Segment Start: INPUT

#[cfg(test)]
mod tests {
    use super::*;
    use crate::{AntRule, Binary, ConwayRule};
    use proptest::prelude::*;
    use rand::{SeedableRng, rngs::StdRng};

    fn life(width: usize, initial: &[u8]) -> Grid<Binary> {
        Grid::create(width, None, Some(initial)).unwrap()
    }

    fn live_indices(grid: &Grid<Binary>) -> Vec<usize> {
        grid.iter()
            .enumerate()
            .filter(|(_, c)| c.is_live())
            .map(|(i, _)| i)
            .collect()
    }

    #[test]
    fn blinker_oscillates_with_period_two() {
        #[rustfmt::skip]
        let horizontal = life(5, &[
            0, 0, 0, 0, 0,
            0, 0, 0, 0, 0,
            0, 1, 1, 1, 0,
            0, 0, 0, 0, 0,
            0, 0, 0, 0, 0,
        ]);
        let gen1 = next_generation(&horizontal, &ConwayRule, BoundaryPolicy::Clamped);
        assert_eq!(live_indices(&gen1), vec![7, 12, 17]);

        let gen2 = next_generation(&gen1, &ConwayRule, BoundaryPolicy::Clamped);
        assert_eq!(gen2, horizontal);
    }

    #[test]
    fn lone_cell_dies() {
        let grid = life(3, &[0, 0, 0, 0, 1, 0, 0, 0, 0]);
        let next = next_generation(&grid, &ConwayRule, BoundaryPolicy::Clamped);

        assert_eq!(next.live_count(), 0);
    }

    #[test]
    fn block_is_still_life() {
        #[rustfmt::skip]
        let block = life(4, &[
            0, 0, 0, 0,
            0, 1, 1, 0,
            0, 1, 1, 0,
            0, 0, 0, 0,
        ]);
        let mut grid = block.clone();
        for _ in 0..5 {
            grid = next_generation(&grid, &ConwayRule, BoundaryPolicy::Clamped);
        }
        assert_eq!(grid, block);
    }

    #[test]
    fn toroidal_blinker_wraps_over_the_edge() {
        // vertical blinker in column 0 becomes horizontal across columns 4, 0, 1
        #[rustfmt::skip]
        let grid = life(5, &[
            0, 0, 0, 0, 0,
            1, 0, 0, 0, 0,
            1, 0, 0, 0, 0,
            1, 0, 0, 0, 0,
            0, 0, 0, 0, 0,
        ]);
        let next = next_generation(&grid, &ConwayRule, BoundaryPolicy::Toroidal);
        assert_eq!(live_indices(&next), vec![10, 11, 14]);

        let clamped = next_generation(&grid, &ConwayRule, BoundaryPolicy::Clamped);
        assert_eq!(live_indices(&clamped), vec![10, 11]);
    }

    #[test]
    fn step_leaves_input_untouched() {
        let grid = life(3, &[0, 1, 0, 0, 1, 0, 0, 1, 0]);
        let before = grid.clone();
        let _ = next_generation(&grid, &ConwayRule, BoundaryPolicy::Clamped);

        assert_eq!(grid, before);
    }

    #[test]
    fn ant_walks_on_a_torus() {
        let mut grid = Grid::<AntCell>::new(3, 3).unwrap();
        grid.move_ant(4, Heading::North).unwrap();

        let next = next_generation(&grid, &AntRule::A, BoundaryPolicy::Toroidal);
        assert_eq!(next.ant(), Some((1, Heading::East)));
        assert!(next.get(1).unwrap().color);
        assert!(!next.get(4).unwrap().color);

        // top row, heading east: steps right onto cell 2
        let next = next_generation(&next, &AntRule::A, BoundaryPolicy::Toroidal);
        assert_eq!(next.ant(), Some((2, Heading::South)));
    }

    #[test]
    fn ant_wraps_around_the_top_edge() {
        let mut grid = Grid::<AntCell>::new(3, 3).unwrap();
        grid.move_ant(1, Heading::North).unwrap();

        let next = next_generation(&grid, &AntRule::A, BoundaryPolicy::Toroidal);
        assert_eq!(next.ant(), Some((7, Heading::East)));
    }

    #[test]
    fn engine_only_ticks_while_running() {
        let grid = life(3, &[0, 0, 0, 1, 1, 1, 0, 0, 0]);
        let mut engine = TickEngine::new(grid.clone(), ConwayRule, BoundaryPolicy::Clamped);

        assert_eq!(engine.state(), RunState::Paused);
        assert!(!engine.tick());
        assert_eq!(engine.grid(), &grid);

        engine.start();
        assert!(engine.tick());
        assert_eq!(engine.generation(), 1);
        assert_ne!(engine.grid(), &grid);

        engine.pause();
        engine.step();
        assert_eq!(engine.generation(), 2);
        assert_eq!(engine.grid(), &grid);
    }

    #[test]
    fn toggle_running_flips_between_states() {
        let grid = life(3, &[0, 0, 0, 1, 1, 1, 0, 0, 0]);
        let mut engine = TickEngine::new(grid, ConwayRule, BoundaryPolicy::Clamped);

        assert_eq!(engine.toggle_running(), RunState::Running);
        assert!(engine.tick());
        assert_eq!(engine.toggle_running(), RunState::Paused);
        assert!(!engine.tick());
        assert_eq!(engine.generation(), 1);
    }

    #[test]
    fn edits_pause_the_engine() {
        let grid = Grid::<Binary>::new(3, 3).unwrap();
        let mut engine = TickEngine::new(grid, ConwayRule, BoundaryPolicy::Clamped);

        engine.start();
        engine.toggle(4).unwrap();
        assert_eq!(engine.state(), RunState::Paused);
        assert_eq!(engine.grid().live_count(), 1);

        engine.start();
        engine.reset();
        assert_eq!(engine.state(), RunState::Paused);
        assert_eq!(engine.grid().live_count(), 0);

        assert!(engine.toggle(9).is_err());
    }

    #[test]
    fn load_replaces_grid_and_generation() {
        let mut engine =
            TickEngine::new(Grid::<Binary>::new(2, 2).unwrap(), ConwayRule, BoundaryPolicy::Clamped);
        engine.step();

        engine.load(Grid::new(5, 4).unwrap());
        assert_eq!(engine.generation(), 0);
        assert_eq!((engine.grid().width(), engine.grid().height()), (5, 4));
    }

    #[test]
    fn randomize_meets_target() {
        let mut rng = StdRng::seed_from_u64(7);
        let mut engine =
            TickEngine::new(Grid::<Binary>::new(10, 10).unwrap(), ConwayRule, BoundaryPolicy::Clamped);

        engine.randomize(0.4, &mut rng).unwrap();
        assert!(engine.grid().live_fraction() >= 0.4);
        // stops at the first toggle that reaches the target
        assert_eq!(engine.grid().live_count(), 40);

        assert!(engine.randomize(1.5, &mut rng).is_err());
        assert!(engine.randomize(f64::NAN, &mut rng).is_err());
    }

    #[test]
    fn randomize_reaches_dense_targets() {
        let mut rng = StdRng::seed_from_u64(1);
        let mut engine =
            TickEngine::new(Grid::<Binary>::new(20, 20).unwrap(), ConwayRule, BoundaryPolicy::Clamped);

        engine.randomize(0.75, &mut rng).unwrap();
        assert_eq!(engine.grid().live_count(), 300);

        engine.randomize(0.9, &mut rng).unwrap();
        assert_eq!(engine.grid().live_count(), 360);

        engine.randomize(1.0, &mut rng).unwrap();
        assert_eq!(engine.grid().live_count(), 400);

        engine.randomize(0.0, &mut rng).unwrap();
        assert_eq!(engine.grid().live_count(), 0);
    }

    #[test]
    fn randomize_with_ant_places_one_ant() {
        let mut rng = StdRng::seed_from_u64(11);
        let mut engine =
            TickEngine::new(Grid::<AntCell>::new(8, 8).unwrap(), AntRule::A, BoundaryPolicy::Toroidal);

        engine.randomize_with_ant(0.1, &mut rng).unwrap();
        assert_eq!(engine.ant_count(), 1);
        assert!(engine.grid().live_fraction() >= 0.1);

        engine.move_ant(0, &mut rng).unwrap();
        assert_eq!(engine.ant().map(|(i, _)| i), Some(0));
    }

    #[test]
    fn set_rule_and_boundary_take_effect_next_step() {
        let mut grid = Grid::<AntCell>::new(3, 3).unwrap();
        grid.move_ant(4, Heading::West).unwrap();
        let mut engine = TickEngine::new(grid, AntRule::A, BoundaryPolicy::Toroidal);

        engine.set_rule(AntRule::B);
        engine.set_boundary(BoundaryPolicy::Clamped);
        engine.step();

        // preset B: the cell north of the ant triggers on west (south=3)
        assert_eq!(engine.ant(), Some((1, Heading::North)));
        assert_eq!(engine.boundary(), BoundaryPolicy::Clamped);
    }

    fn arb_life() -> impl Strategy<Value = Grid<Binary>> {
        (1usize..8, 1usize..8).prop_flat_map(|(w, h)| {
            prop::collection::vec(0u8..2, w * h)
                .prop_map(move |cells| Grid::<Binary>::create(w, Some(h), Some(&cells[..])).unwrap())
        })
    }

    fn arb_ant() -> impl Strategy<Value = (Grid<AntCell>, usize, u8)> {
        (1usize..8, 1usize..8).prop_flat_map(|(w, h)| {
            (
                prop::collection::vec(0u8..2, w * h),
                0..w * h,
                0u8..4,
            )
                .prop_map(move |(colors, ant, heading)| {
                    let codes: Vec<_> = colors.into_iter().map(|c| (c, None)).collect();
                    let grid = Grid::<AntCell>::create(w, Some(h), Some(&codes[..])).unwrap();
                    (grid, ant, heading)
                })
        })
    }

    fn arb_boundary() -> impl Strategy<Value = BoundaryPolicy> {
        prop_oneof![Just(BoundaryPolicy::Clamped), Just(BoundaryPolicy::Toroidal)]
    }

    proptest! {
        #[test]
        fn step_is_deterministic(grid in arb_life(), boundary in arb_boundary()) {
            let a = next_generation(&grid, &ConwayRule, boundary);
            let b = next_generation(&grid, &ConwayRule, boundary);
            prop_assert_eq!(a, b);
        }

        #[test]
        fn parallel_matches_serial(grid in arb_life(), boundary in arb_boundary()) {
            prop_assert_eq!(
                next_generation(&grid, &ConwayRule, boundary),
                next_generation_parallel(&grid, &ConwayRule, boundary)
            );
        }

        #[test]
        fn at_most_one_ant(
            (grid, ant, heading) in arb_ant(),
            b_preset in any::<bool>(),
            boundary in arb_boundary(),
        ) {
            let rule = if b_preset { AntRule::B } else { AntRule::A };
            let mut grid = grid;
            grid.move_ant(ant, Heading::from_code(heading).unwrap()).unwrap();
            for _ in 0..20 {
                grid = next_generation(&grid, &rule, boundary);
                prop_assert!(grid.iter().filter(|c| c.has_marker()).count() <= 1);
            }
        }
    }
}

Segment End: INPUT

EXERCISE INSTRUCTIONS: In the records above, how many lines contain the string "AntRule"? Only that number should be written.

RESPONSE AREA: 8